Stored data
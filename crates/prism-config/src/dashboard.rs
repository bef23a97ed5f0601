use crate::env_or;

/// Settings for the dashboard server itself.
#[derive(Clone, Debug, PartialEq)]
pub struct DashboardConfig {
    /// Socket address to bind, `SERVER_ADDR` (default `0.0.0.0:3000`).
    pub server_addr: String,
    /// OAuth client id handed to the login page, `GOOGLE_CLIENT_ID`.
    pub google_client_id: Option<String>,
    /// Minimum similarity percentage reported as an alert, `ALERT_THRESHOLD`.
    pub alert_threshold: u8,
}

impl Default for DashboardConfig {
    fn default() -> Self {
        Self {
            server_addr: "0.0.0.0:3000".to_string(),
            google_client_id: None,
            alert_threshold: 50,
        }
    }
}

impl DashboardConfig {
    pub fn from_env() -> Self {
        let defaults = Self::default();
        Self {
            server_addr: std::env::var("SERVER_ADDR").unwrap_or(defaults.server_addr),
            google_client_id: std::env::var("GOOGLE_CLIENT_ID")
                .ok()
                .filter(|id| !id.trim().is_empty()),
            alert_threshold: env_or("ALERT_THRESHOLD", defaults.alert_threshold).min(100),
        }
    }
}
//! Backend failures and their mapping onto dashboard responses.

use reqwest::StatusCode;
use prism_core::AppError;
use serde::Deserialize;
use thiserror::Error;

/// A non-2xx answer from the backend, reduced to `{detail, status}`.
#[derive(Debug, Clone, PartialEq, Eq, Error)]
#[error("{detail} ({status})")]
pub struct ApiError {
    pub status: u16,
    pub detail: String,
}

#[derive(Deserialize)]
struct ErrorBody {
    #[serde(default)]
    detail: Option<serde_json::Value>,
    #[serde(default)]
    message: Option<serde_json::Value>,
}

fn as_text(value: serde_json::Value) -> Option<String> {
    match value {
        serde_json::Value::Null => None,
        serde_json::Value::String(s) if s.trim().is_empty() => None,
        serde_json::Value::String(s) => Some(s),
        // DRF validation errors arrive as lists or field maps.
        serde_json::Value::Array(items) => {
            let parts: Vec<String> = items.into_iter().filter_map(as_text).collect();
            (!parts.is_empty()).then(|| parts.join("; "))
        }
        other => Some(other.to_string()),
    }
}

impl ApiError {
    /// Picks `detail`, then `message`, then the status reason phrase.
    pub fn from_body(status: u16, body: &[u8]) -> Self {
        let parsed = serde_json::from_slice::<ErrorBody>(body)
            .ok()
            .and_then(|body| body.detail.and_then(as_text).or_else(|| body.message.and_then(as_text)));

        let detail = parsed.unwrap_or_else(|| {
            StatusCode::from_u16(status)
                .ok()
                .and_then(|s| s.canonical_reason())
                .unwrap_or("Request failed")
                .to_string()
        });

        Self { status, detail }
    }
}

#[derive(Debug, Error)]
pub enum ClientError {
    #[error(transparent)]
    Api(#[from] ApiError),
    /// No usable token remains; the user has to sign in again.
    #[error("session expired, please sign in again")]
    SessionExpired,
    #[error("backend request failed: {0}")]
    Http(#[from] reqwest::Error),
    #[error("invalid backend url: {0}")]
    InvalidUrl(#[from] url::ParseError),
    #[error("unexpected backend response: {0}")]
    Decode(#[from] serde_json::Error),
}

impl ClientError {
    pub fn status(&self) -> StatusCode {
        match self {
            ClientError::Api(api) => StatusCode::from_u16(api.status)
                .ok()
                .filter(|s| s.is_client_error() || s.is_server_error())
                .unwrap_or(StatusCode::BAD_GATEWAY),
            ClientError::SessionExpired => StatusCode::UNAUTHORIZED,
            ClientError::Http(e) if e.is_timeout() => StatusCode::GATEWAY_TIMEOUT,
            ClientError::Http(_) | ClientError::Decode(_) => StatusCode::BAD_GATEWAY,
            ClientError::InvalidUrl(_) => StatusCode::INTERNAL_SERVER_ERROR,
        }
    }

    pub fn is_unauthorized(&self) -> bool {
        self.status() == StatusCode::UNAUTHORIZED
    }
}

impl From<ClientError> for AppError {
    fn from(err: ClientError) -> Self {
        match err {
            ClientError::Api(api) => AppError::from_status(api.status, api.detail),
            other => AppError::new(other.status(), other),
        }
    }
}
use chrono::NaiveDate;
use serde::{Deserialize, Serialize};
use utoipa::ToSchema;

use crate::ids::{AssignmentId, ProfessorId, StudentId};

/// A student an instructor has flagged for review.
#[derive(Debug, Clone, PartialEq, Eq, Serialize, Deserialize, ToSchema)]
pub struct FlaggedStudent {
    pub id: i64,
    pub professor: ProfessorId,
    pub student: StudentId,
    /// Similarity pair that triggered the flag
    #[serde(default)]
    pub similarity: Option<i64>,
    #[serde(default)]
    pub generative_ai: bool,
}

#[derive(Debug, Clone, PartialEq, Eq, Serialize, Deserialize, ToSchema)]
pub struct ConfirmedCheater {
    pub id: i64,
    pub confirmed_date: NaiveDate,
    pub threshold_used: i32,
    pub assignment: AssignmentId,
    pub student: StudentId,
}

/// Result of triggering the comparison pipeline for a course and semester.
#[derive(Debug, Clone, PartialEq, Serialize, Deserialize, ToSchema)]
pub struct AnalysisRun {
    pub status: String,
    #[serde(default)]
    pub duration_s: Option<f64>,
}

impl AnalysisRun {
    pub fn succeeded(&self) -> bool {
        self.status.eq_ignore_ascii_case("success")
    }
}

**INSTRUCTIONS FOR THE TASK:** Restate verbatim all lines from the start of the data through the line containing "fn as_text(value: serde_json::Value)", with both ends kept.

**THE COMPLETED TASK:**
filename crates/prism-config/src/dashboard.rs
repository bef23a97ed5f0601
use crate::env_or;

/// Settings for the dashboard server itself.
#[derive(Clone, Debug, PartialEq)]
pub struct DashboardConfig {
    /// Socket address to bind, `SERVER_ADDR` (default `0.0.0.0:3000`).
    pub server_addr: String,
    /// OAuth client id handed to the login page, `GOOGLE_CLIENT_ID`.
    pub google_client_id: Option<String>,
    /// Minimum similarity percentage reported as an alert, `ALERT_THRESHOLD`.
    pub alert_threshold: u8,
}

impl Default for DashboardConfig {
    fn default() -> Self {
        Self {
            server_addr: "0.0.0.0:3000".to_string(),
            google_client_id: None,
            alert_threshold: 50,
        }
    }
}

impl DashboardConfig {
    pub fn from_env() -> Self {
        let defaults = Self::default();
        Self {
            server_addr: std::env::var("SERVER_ADDR").unwrap_or(defaults.server_addr),
            google_client_id: std::env::var("GOOGLE_CLIENT_ID")
                .ok()
                .filter(|id| !id.trim().is_empty()),
            alert_threshold: env_or("ALERT_THRESHOLD", defaults.alert_threshold).min(100),
        }
    }
}
//! Backend failures and their mapping onto dashboard responses.

use reqwest::StatusCode;
use prism_core::AppError;
use serde::Deserialize;
use thiserror::Error;

/// A non-2xx answer from the backend, reduced to `{detail, status}`.
#[derive(Debug, Clone, PartialEq, Eq, Error)]
#[error("{detail} ({status})")]
pub struct ApiError {
    pub status: u16,
    pub detail: String,
}

#[derive(Deserialize)]
struct ErrorBody {
    #[serde(default)]
    detail: Option<serde_json::Value>,
    #[serde(default)]
    message: Option<serde_json::Value>,
}

fn as_text(value: serde_json::Value) -> Option<String> {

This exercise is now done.